▶ **DATASET EXTRACT**
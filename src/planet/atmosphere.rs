//! The atmosphere shell entity

use serde::{Deserialize, Serialize};

use crate::core::error::Error;
use crate::core::types::{Result, Rgb, Vec3};
use crate::lod::{
    exceeds_tolerance, resolution_for, OVERLAY_MAX_RESOLUTION, OVERLAY_MIN_RESOLUTION,
};
use crate::math::SphereTessellation;
use crate::mesh::Mesh;
use crate::scene::{MeshHandle, SceneHost};

const DETAIL_DEADBAND: f32 = 0.1;

const fn rgb(r: u8, g: u8, b: u8) -> Rgb {
    [r as f32 / 255.0, g as f32 / 255.0, b as f32 / 255.0]
}

/// Atmosphere configuration
#[derive(Clone, Debug, Serialize, Deserialize)]
pub struct AtmosphereConfig {
    /// Shell height above the planet surface
    pub shell_height: f32,
    /// Scatter color on the day side
    pub day_color: Rgb,
    /// Scatter color on the night side
    pub night_color: Rgb,
    /// Shell tessellation resolution
    pub resolution: u32,
}

impl Default for AtmosphereConfig {
    fn default() -> Self {
        Self {
            shell_height: 1.2,
            day_color: rgb(0x3b, 0x95, 0xd3),
            night_color: rgb(0x0c, 0x14, 0x45),
            resolution: 256,
        }
    }
}

impl AtmosphereConfig {
    fn validate(&self) -> Result<()> {
        if !(self.shell_height.is_finite() && self.shell_height > 0.0) {
            return Err(Error::Config(format!(
                "shell_height must be positive, got {}",
                self.shell_height
            )));
        }
        if self.resolution < 2 {
            return Err(Error::Config("atmosphere resolution must be at least 2".into()));
        }
        Ok(())
    }
}

/// The glowing atmosphere shell. Purely a smooth sphere; the scattering
/// gradient between day and night color is the host's shader, fed by the
/// state kept here.
pub struct Atmosphere {
    config: AtmosphereConfig,
    planet_radius: f32,
    mesh: Option<MeshHandle>,
    current_detail_factor: f32,
    sun_position: Vec3,
    daytime: bool,
}

impl Atmosphere {
    /// Build the shell and attach it to the scene
    pub fn new(
        host: &mut dyn SceneHost,
        planet_radius: f32,
        config: AtmosphereConfig,
    ) -> Result<Self> {
        config.validate()?;
        let mut atmosphere = Self {
            config,
            planet_radius,
            mesh: None,
            current_detail_factor: 1.0,
            sun_position: Vec3::new(50.0, 20.0, 50.0).normalize(),
            daytime: true,
        };
        atmosphere.rebuild(host)?;
        Ok(atmosphere)
    }

    /// Re-tessellate the shell for a new detail factor
    pub fn update_resolution(&mut self, host: &mut dyn SceneHost, detail_factor: f32) -> Result<()> {
        if (detail_factor - self.current_detail_factor).abs() < DETAIL_DEADBAND {
            return Ok(());
        }
        self.current_detail_factor = detail_factor;

        let resolution =
            resolution_for(detail_factor, OVERLAY_MIN_RESOLUTION, OVERLAY_MAX_RESOLUTION);
        if !exceeds_tolerance(self.config.resolution, resolution) {
            return Ok(());
        }
        self.config.resolution = resolution;
        log::debug!("atmosphere resolution -> {resolution}x{resolution}");
        self.rebuild(host)
    }

    /// Flip the sun position for day or night
    pub fn set_day_night(&mut self, daytime: bool) {
        self.daytime = daytime;
        let position = if daytime {
            Vec3::new(50.0, 20.0, 50.0)
        } else {
            Vec3::new(-50.0, -20.0, -50.0)
        };
        self.sun_position = position.normalize();
    }

    /// Sun position the host shades the scatter with
    pub fn sun_position(&self) -> Vec3 {
        self.sun_position
    }

    /// Scatter color for the current time of day
    pub fn current_color(&self) -> Rgb {
        if self.daytime {
            self.config.day_color
        } else {
            self.config.night_color
        }
    }

    /// Current configuration
    pub fn config(&self) -> &AtmosphereConfig {
        &self.config
    }

    /// Handle of the attached shell mesh
    pub fn mesh_handle(&self) -> Option<MeshHandle> {
        self.mesh
    }

    /// Detach the shell from the scene
    pub fn dispose(&mut self, host: &mut dyn SceneHost) {
        if let Some(handle) = self.mesh.take() {
            host.remove_mesh(handle);
        }
    }

    fn rebuild(&mut self, host: &mut dyn SceneHost) -> Result<()> {
        let radius = self.planet_radius + self.config.shell_height;
        let tess = SphereTessellation::new(radius, self.config.resolution);

        let count = tess.vertex_count();
        let normals = tess.directions.iter().map(|d| d.as_vec3()).collect();
        let mesh = Mesh {
            resolution: tess.resolution,
            positions: tess.positions,
            normals,
            colors: vec![self.config.day_color; count],
            opacity: None,
            indices: tess.indices,
        };

        if let Some(old) = self.mesh.take() {
            host.remove_mesh(old);
        }
        self.mesh = Some(host.add_mesh(mesh)?);
        Ok(())
    }
}
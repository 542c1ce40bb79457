//! Core type aliases and re-exports

pub use glam::{DVec3, Quat, Vec2, Vec3};

/// RGB color triplet, channels in `[0, 1]`.
pub type Rgb = [f32; 3];

/// Standard Result type for the engine
pub type Result<T> = std::result::Result<T, crate::core::error::Error>;
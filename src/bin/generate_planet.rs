//! Headless planet generation demo
//!
//! Builds the full planet system against the recording host, simulates a
//! camera zooming away from the planet, and logs the LOD passes the detail
//! scheduler runs. Pass `--json` to dump mesh statistics to stdout.
//!
//! Usage:
//!   cargo run --bin generate_planet [-- --json]

use std::time::Instant;

use orbis::core::input::{InputEvent, SliderParam};
use orbis::core::time::FrameTimer;
use orbis::planet::PlanetSystem;
use orbis::scene::{HostedGeometry, RecordingHost};
use orbis::terrain::PlanetConfig;

fn main() {
    orbis::core::logging::init();

    let json_output = std::env::args().any(|a| a == "--json");

    log::info!("building planet system");
    let start = Instant::now();
    let mut system = match PlanetSystem::new(RecordingHost::new(), PlanetConfig::default()) {
        Ok(system) => system,
        Err(e) => {
            log::error!("failed to build planet system: {e}");
            std::process::exit(1);
        }
    };
    log::info!(
        "planet system ready in {:.2}s ({} geometries attached)",
        start.elapsed().as_secs_f32(),
        system.host().live_count()
    );

    // Zoom all the way out, then let the scheduler react over a short run
    // of frames. The 500ms throttle admits a single LOD pass here.
    for _ in 0..300 {
        if let Err(e) = system.handle_event(InputEvent::Wheel { delta: 1.0 }) {
            log::warn!("input event failed: {e}");
        }
    }
    log::info!(
        "camera at distance {:.1}, detail factor {:.2}",
        system.camera().distance(),
        system.detail_factor()
    );

    let mut timer = FrameTimer::new();
    for _ in 0..12 {
        let now = timer.tick();
        system.update(timer.delta_secs(), now);
    }
    log::info!(
        "after zoom-out: terrain {0}x{0}, water {1}x{1}",
        system.planet().last_resolution(),
        system.water().config().resolution
    );

    // A slider-driven regeneration rebuilds the reference terrain
    let events = [
        InputEvent::Slider { param: SliderParam::HeightScale, value: 3.5 },
        InputEvent::Slider { param: SliderParam::WaterLevel, value: 0.2 },
        InputEvent::Regenerate,
    ];
    for event in events {
        if let Err(e) = system.handle_event(event) {
            log::warn!("regenerate failed: {e}");
        }
    }
    log::info!(
        "regenerated with height scale {:.1}, water level {:.1}",
        system.planet().config().height_scale,
        system.planet().config().water_level
    );

    if json_output {
        let stats: Vec<_> = system
            .host()
            .live
            .iter()
            .map(|(handle, geometry)| match geometry {
                HostedGeometry::Mesh(mesh) => serde_json::json!({
                    "handle": handle.0,
                    "kind": "mesh",
                    "resolution": mesh.resolution,
                    "vertices": mesh.vertex_count(),
                    "triangles": mesh.triangle_count(),
                }),
                HostedGeometry::Points(cloud) => serde_json::json!({
                    "handle": handle.0,
                    "kind": "points",
                    "count": cloud.positions.len(),
                }),
            })
            .collect();
        match serde_json::to_string_pretty(&stats) {
            Ok(out) => println!("{out}"),
            Err(e) => log::error!("failed to serialize stats: {e}"),
        }
    }

    log::info!("done in {:.2}s", start.elapsed().as_secs_f32());
}
//! The rendering collaborator's interface

use std::collections::HashMap;

use crate::core::types::Result;
use crate::mesh::{Mesh, PointCloud};

/// Opaque handle to a mesh owned by the scene host
#[derive(Clone, Copy, Debug, PartialEq, Eq, Hash)]
pub struct MeshHandle(pub u64);

/// Receiver for generated geometry.
///
/// Implemented by the rendering host. `remove_mesh` both detaches the mesh
/// from the scene and releases its resources; the engine calls it before
/// installing a replacement, on every regeneration path.
pub trait SceneHost {
    /// Take ownership of a triangle mesh and attach it to the scene
    fn add_mesh(&mut self, mesh: Mesh) -> Result<MeshHandle>;

    /// Take ownership of a point cloud and attach it to the scene
    fn add_points(&mut self, cloud: PointCloud) -> Result<MeshHandle>;

    /// Detach and dispose a previously added mesh or point cloud
    fn remove_mesh(&mut self, handle: MeshHandle);
}

/// Geometry retained by the recording host
pub enum HostedGeometry {
    Mesh(Mesh),
    Points(PointCloud),
}

/// In-memory scene host for tests and headless tooling.
///
/// Stores every live geometry and counts add/remove traffic, which is all
/// the engine-side contracts need verifying: what is attached, and that
/// replaced meshes were disposed.
#[derive(Default)]
pub struct RecordingHost {
    next_id: u64,
    /// Currently attached geometry by handle
    pub live: HashMap<MeshHandle, HostedGeometry>,
    /// Total meshes and point clouds ever added
    pub added: usize,
    /// Total removals
    pub removed: usize,
}

impl RecordingHost {
    /// Create an empty recording host
    pub fn new() -> Self {
        Self::default()
    }

    /// Number of currently attached geometries
    pub fn live_count(&self) -> usize {
        self.live.len()
    }

    /// Fetch an attached triangle mesh
    pub fn mesh(&self, handle: MeshHandle) -> Option<&Mesh> {
        match self.live.get(&handle) {
            Some(HostedGeometry::Mesh(mesh)) => Some(mesh),
            _ => None,
        }
    }

    fn next_handle(&mut self) -> MeshHandle {
        self.next_id += 1;
        MeshHandle(self.next_id)
    }
}

impl SceneHost for RecordingHost {
    fn add_mesh(&mut self, mesh: Mesh) -> Result<MeshHandle> {
        let handle = self.next_handle();
        self.live.insert(handle, HostedGeometry::Mesh(mesh));
        self.added += 1;
        Ok(handle)
    }

    fn add_points(&mut self, cloud: PointCloud) -> Result<MeshHandle> {
        let handle = self.next_handle();
        self.live.insert(handle, HostedGeometry::Points(cloud));
        self.added += 1;
        Ok(handle)
    }

    fn remove_mesh(&mut self, handle: MeshHandle) {
        if self.live.remove(&handle).is_some() {
            self.removed += 1;
        }
    }
}

#[cfg(test)]
mod tests {
    use super::*;
    use crate::core::types::Vec3;

    fn tiny_mesh() -> Mesh {
        Mesh {
            resolution: 2,
            positions: vec![Vec3::X, Vec3::Y, Vec3::Z],
            normals: vec![Vec3::Y; 3],
            colors: vec![[1.0, 0.0, 0.0]; 3],
            opacity: None,
            indices: vec![0, 1, 2],
        }
    }

    #[test]
    fn test_add_and_remove() {
        let mut host = RecordingHost::new();

        let a = host.add_mesh(tiny_mesh()).unwrap();
        let b = host.add_mesh(tiny_mesh()).unwrap();
        assert_ne!(a, b);
        assert_eq!(host.live_count(), 2);

        host.remove_mesh(a);
        assert_eq!(host.live_count(), 1);
        assert_eq!(host.removed, 1);
        assert!(host.mesh(a).is_none());
        assert!(host.mesh(b).is_some());
    }

    #[test]
    fn test_remove_unknown_handle_is_noop() {
        let mut host = RecordingHost::new();
        host.remove_mesh(MeshHandle(99));
        assert_eq!(host.removed, 0);
    }

    #[test]
    fn test_points_are_tracked() {
        let mut host = RecordingHost::new();
        let cloud = PointCloud {
            positions: vec![Vec3::X],
            colors: vec![[1.0, 1.0, 1.0]],
            point_size: 0.15,
        };
        let handle = host.add_points(cloud).unwrap();
        assert_eq!(host.live_count(), 1);
        assert!(host.mesh(handle).is_none());
    }
}
//! CPU-side triangle meshes and edge outlines for the solid kinds.
//!
//! Meshes are built in the solid's local frame and moved into world space by
//! the entity's pose. They exist for picking; nothing here is uploaded to a GPU.

use std::collections::HashMap;

use glam::{Mat4, Vec3};
use shared::Solid;

use crate::state::sketch::profile_outline;

pub const SPHERE_WIDTH_SEGMENTS: u32 = 32;
pub const SPHERE_HEIGHT_SEGMENTS: u32 = 16;
pub const CYLINDER_SEGMENTS: u32 = 32;

/// Dihedral angle (degrees) above which a mesh edge becomes an outline edge
pub const EDGE_THRESHOLD_DEGREES: f32 = 30.0;

/// Triangle soup: every three indices form one triangle
#[derive(Clone, Debug, Default)]
pub struct MeshData {
    pub positions: Vec<Vec3>,
    pub indices: Vec<u32>,
}

impl MeshData {
    pub fn vertex_count(&self) -> usize {
        self.positions.len()
    }

    pub fn triangle_count(&self) -> usize {
        self.indices.len() / 3
    }

    /// Vertices of a triangle by index
    pub fn triangle(&self, tri_idx: usize) -> Option<[Vec3; 3]> {
        let base = tri_idx * 3;
        let idx = self.indices.get(base..base + 3)?;
        Some([
            *self.positions.get(idx[0] as usize)?,
            *self.positions.get(idx[1] as usize)?,
            *self.positions.get(idx[2] as usize)?,
        ])
    }

    pub fn triangles(&self) -> impl Iterator<Item = [Vec3; 3]> + '_ {
        (0..self.triangle_count()).filter_map(move |i| self.triangle(i))
    }

    /// Copy of the mesh with every vertex transformed by `matrix`
    pub fn transformed(&self, matrix: &Mat4) -> MeshData {
        MeshData {
            positions: self
                .positions
                .iter()
                .map(|p| matrix.transform_point3(*p))
                .collect(),
            indices: self.indices.clone(),
        }
    }
}

/// Line segments drawn over a solid's sharp edges
#[derive(Clone, Debug, Default)]
pub struct EdgeOutline {
    pub segments: Vec<[Vec3; 2]>,
}

impl EdgeOutline {
    pub fn len(&self) -> usize {
        self.segments.len()
    }

    pub fn is_empty(&self) -> bool {
        self.segments.is_empty()
    }

    pub fn transformed(&self, matrix: &Mat4) -> EdgeOutline {
        EdgeOutline {
            segments: self
                .segments
                .iter()
                .map(|[a, b]| [matrix.transform_point3(*a), matrix.transform_point3(*b)])
                .collect(),
        }
    }
}

/// Accumulates triangles of a convex solid, winding each one so that its
/// normal points away from `center`.
struct MeshBuilder {
    center: Vec3,
    mesh: MeshData,
}

impl MeshBuilder {
    fn new(center: Vec3) -> Self {
        Self {
            center,
            mesh: MeshData::default(),
        }
    }

    fn push_triangle(&mut self, a: Vec3, b: Vec3, c: Vec3) {
        let normal = (b - a).cross(c - a);
        if normal.length_squared() < 1e-12 {
            return;
        }
        let centroid = (a + b + c) / 3.0;
        let (b, c) = if normal.dot(centroid - self.center) < 0.0 {
            (c, b)
        } else {
            (b, c)
        };
        let base = self.mesh.positions.len() as u32;
        self.mesh.positions.extend_from_slice(&[a, b, c]);
        self.mesh.indices.extend_from_slice(&[base, base + 1, base + 2]);
    }

    fn push_quad(&mut self, a: Vec3, b: Vec3, c: Vec3, d: Vec3) {
        self.push_triangle(a, b, c);
        self.push_triangle(a, c, d);
    }

    fn finish(self) -> MeshData {
        self.mesh
    }
}

/// Tessellate a solid in its local frame
pub fn tessellate(solid: &Solid) -> MeshData {
    match solid {
        Solid::Box { w, h, d } => cuboid(*w as f32, *h as f32, *d as f32),
        Solid::Sphere { r } => sphere(*r as f32, SPHERE_WIDTH_SEGMENTS, SPHERE_HEIGHT_SEGMENTS),
        Solid::Cylinder { r, h } => cylinder(*r as f32, *h as f32, CYLINDER_SEGMENTS),
        Solid::Extrude {
            shape,
            extrude_options,
        } => extrusion(&profile_outline(shape), extrude_options.depth as f32),
    }
}

/// Sharp-edge outline of a solid in its local frame
pub fn outline(solid: &Solid) -> EdgeOutline {
    feature_edges(&tessellate(solid), EDGE_THRESHOLD_DEGREES)
}

pub fn cuboid(w: f32, h: f32, d: f32) -> MeshData {
    let hw = w * 0.5;
    let hh = h * 0.5;
    let hd = d * 0.5;

    let faces: [[Vec3; 4]; 6] = [
        // Front (+Z)
        [Vec3::new(-hw, -hh, hd), Vec3::new(hw, -hh, hd), Vec3::new(hw, hh, hd), Vec3::new(-hw, hh, hd)],
        // Back (-Z)
        [Vec3::new(hw, -hh, -hd), Vec3::new(-hw, -hh, -hd), Vec3::new(-hw, hh, -hd), Vec3::new(hw, hh, -hd)],
        // Right (+X)
        [Vec3::new(hw, -hh, hd), Vec3::new(hw, -hh, -hd), Vec3::new(hw, hh, -hd), Vec3::new(hw, hh, hd)],
        // Left (-X)
        [Vec3::new(-hw, -hh, -hd), Vec3::new(-hw, -hh, hd), Vec3::new(-hw, hh, hd), Vec3::new(-hw, hh, -hd)],
        // Top (+Y)
        [Vec3::new(-hw, hh, hd), Vec3::new(hw, hh, hd), Vec3::new(hw, hh, -hd), Vec3::new(-hw, hh, -hd)],
        // Bottom (-Y)
        [Vec3::new(-hw, -hh, -hd), Vec3::new(hw, -hh, -hd), Vec3::new(hw, -hh, hd), Vec3::new(-hw, -hh, hd)],
    ];

    let mut builder = MeshBuilder::new(Vec3::ZERO);
    for [a, b, c, d] in faces {
        builder.push_quad(a, b, c, d);
    }
    builder.finish()
}

pub fn sphere(radius: f32, width_segments: u32, height_segments: u32) -> MeshData {
    let ws = width_segments.max(3);
    let hs = height_segments.max(2);

    let vertex = |iy: u32, ix: u32| -> Vec3 {
        let theta = iy as f32 / hs as f32 * std::f32::consts::PI;
        let phi = ix as f32 / ws as f32 * std::f32::consts::TAU;
        Vec3::new(
            -radius * phi.cos() * theta.sin(),
            radius * theta.cos(),
            radius * phi.sin() * theta.sin(),
        )
    };

    let mut builder = MeshBuilder::new(Vec3::ZERO);
    for iy in 0..hs {
        for ix in 0..ws {
            let a = vertex(iy, ix);
            let b = vertex(iy, ix + 1);
            let c = vertex(iy + 1, ix + 1);
            let d = vertex(iy + 1, ix);
            // Pole rows collapse to a single triangle; the degenerate half is dropped
            builder.push_triangle(a, b, d);
            builder.push_triangle(b, c, d);
        }
    }
    builder.finish()
}

pub fn cylinder(radius: f32, height: f32, segments: u32) -> MeshData {
    let segments = segments.max(3);
    let hh = height * 0.5;

    let ring = |i: u32, y: f32| -> Vec3 {
        let angle = (i % segments) as f32 * std::f32::consts::TAU / segments as f32;
        Vec3::new(radius * angle.sin(), y, radius * angle.cos())
    };

    let mut builder = MeshBuilder::new(Vec3::ZERO);
    let top = Vec3::new(0.0, hh, 0.0);
    let bottom = Vec3::new(0.0, -hh, 0.0);
    for i in 0..segments {
        builder.push_quad(ring(i, hh), ring(i, -hh), ring(i + 1, -hh), ring(i + 1, hh));
        builder.push_triangle(top, ring(i, hh), ring(i + 1, hh));
        builder.push_triangle(bottom, ring(i + 1, -hh), ring(i, -hh));
    }
    builder.finish()
}

/// Extrude a convex ground-plane outline (`[x, z]` points) along +Y.
pub fn extrusion(outline: &[[f64; 2]], depth: f32) -> MeshData {
    if outline.len() < 3 {
        return MeshData::default();
    }

    let points: Vec<(f32, f32)> = outline.iter().map(|p| (p[0] as f32, p[1] as f32)).collect();
    let n = points.len() as f32;
    let (sx, sz) = points
        .iter()
        .fold((0.0, 0.0), |(ax, az), (x, z)| (ax + x, az + z));
    let center = Vec3::new(sx / n, depth * 0.5, sz / n);

    let bottom = |(x, z): (f32, f32)| Vec3::new(x, 0.0, z);
    let top = |(x, z): (f32, f32)| Vec3::new(x, depth, z);

    let mut builder = MeshBuilder::new(center);
    for i in 1..points.len() - 1 {
        builder.push_triangle(bottom(points[0]), bottom(points[i]), bottom(points[i + 1]));
        builder.push_triangle(top(points[0]), top(points[i + 1]), top(points[i]));
    }
    for i in 0..points.len() {
        let a = points[i];
        let b = points[(i + 1) % points.len()];
        builder.push_quad(bottom(a), bottom(b), top(b), top(a));
    }
    builder.finish()
}

type QuantizedPos = (i64, i64, i64);

fn quantize_position(pos: Vec3) -> QuantizedPos {
    let scale = 10000.0;
    (
        (pos.x * scale).round() as i64,
        (pos.y * scale).round() as i64,
        (pos.z * scale).round() as i64,
    )
}

fn edge_key(p1: QuantizedPos, p2: QuantizedPos) -> (QuantizedPos, QuantizedPos) {
    if p1 < p2 { (p1, p2) } else { (p2, p1) }
}

struct EdgeRecord {
    start: Vec3,
    end: Vec3,
    normal1: Vec3,
    normal2: Option<Vec3>,
}

/// Extract edges whose adjacent faces meet at more than `threshold_degrees`,
/// plus open boundary edges. Output order follows triangle order.
pub fn feature_edges(mesh: &MeshData, threshold_degrees: f32) -> EdgeOutline {
    let mut records: Vec<EdgeRecord> = Vec::new();
    let mut lookup: HashMap<(QuantizedPos, QuantizedPos), usize> = HashMap::new();

    for [v0, v1, v2] in mesh.triangles() {
        let normal = (v1 - v0).cross(v2 - v0).normalize_or_zero();
        for (a, b) in [(v0, v1), (v1, v2), (v2, v0)] {
            let key = edge_key(quantize_position(a), quantize_position(b));
            match lookup.get(&key) {
                Some(&idx) => {
                    let record = &mut records[idx];
                    if record.normal2.is_none() {
                        record.normal2 = Some(normal);
                    }
                }
                None => {
                    lookup.insert(key, records.len());
                    records.push(EdgeRecord {
                        start: a,
                        end: b,
                        normal1: normal,
                        normal2: None,
                    });
                }
            }
        }
    }

    let threshold = threshold_degrees.to_radians();
    let segments = records
        .into_iter()
        .filter(|r| match r.normal2 {
            Some(n2) => r.normal1.dot(n2).clamp(-1.0, 1.0).acos() > threshold,
            None => true,
        })
        .map(|r| [r.start, r.end])
        .collect();

    EdgeOutline { segments }
}
//! Entity CRUD operations

use shared::{EntityId, Pose, Solid};

use super::{Entity, SceneState};

impl SceneState {
    /// Place a new solid and return its generated ID
    pub fn create_entity(&mut self, solid: Solid, pose: Pose) -> EntityId {
        let id = uuid::Uuid::new_v4().to_string();
        tracing::info!(id = %id, kind = solid.kind().as_str(), "created entity");
        self.entities.push(Entity::new(id.clone(), solid, pose));
        self.version += 1;
        id
    }

    /// Insert a fully built entity. A colliding ID is replaced by a fresh one.
    pub fn insert_entity(&mut self, mut entity: Entity) -> EntityId {
        if entity.id.is_empty() || self.contains(&entity.id) {
            let fresh = uuid::Uuid::new_v4().to_string();
            tracing::debug!(old = %entity.id, new = %fresh, "regenerated entity id");
            entity.id = fresh;
        }
        let id = entity.id.clone();
        self.entities.push(entity);
        self.version += 1;
        id
    }

    /// Remove an entity. Returns it if it was present.
    pub fn remove_entity(&mut self, id: &str) -> Option<Entity> {
        let idx = self.entities.iter().position(|e| e.id == id)?;
        let removed = self.entities.remove(idx);
        tracing::info!(id = %id, "removed entity");
        self.version += 1;
        Some(removed)
    }

    /// Show or hide an entity
    pub fn set_visible(&mut self, id: &str, visible: bool) -> bool {
        match self.get_mut(id) {
            Some(entity) => {
                entity.visible = visible;
                self.version += 1;
                true
            }
            None => false,
        }
    }

    /// Remove every entity
    pub fn clear(&mut self) {
        self.entities.clear();
        self.version += 1;
    }

    /// Replace the whole entity set (used by import)
    pub fn replace_all(&mut self, entities: Vec<Entity>) {
        self.entities.clear();
        for entity in entities {
            self.insert_entity(entity);
        }
        self.version += 1;
    }
}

▶ **TASK BRIEF**
Output should match, line for line, the stretch of the material above from the line holding "system.planet().config().water_level" through the line holding "geometry)| match geometry".

▶ **EXERCISE RESULT**
        system.planet().config().water_level
    );

    if json_output {
        let stats: Vec<_> = system
            .host()
            .live
            .iter()
            .map(|(handle, geometry)| match geometry {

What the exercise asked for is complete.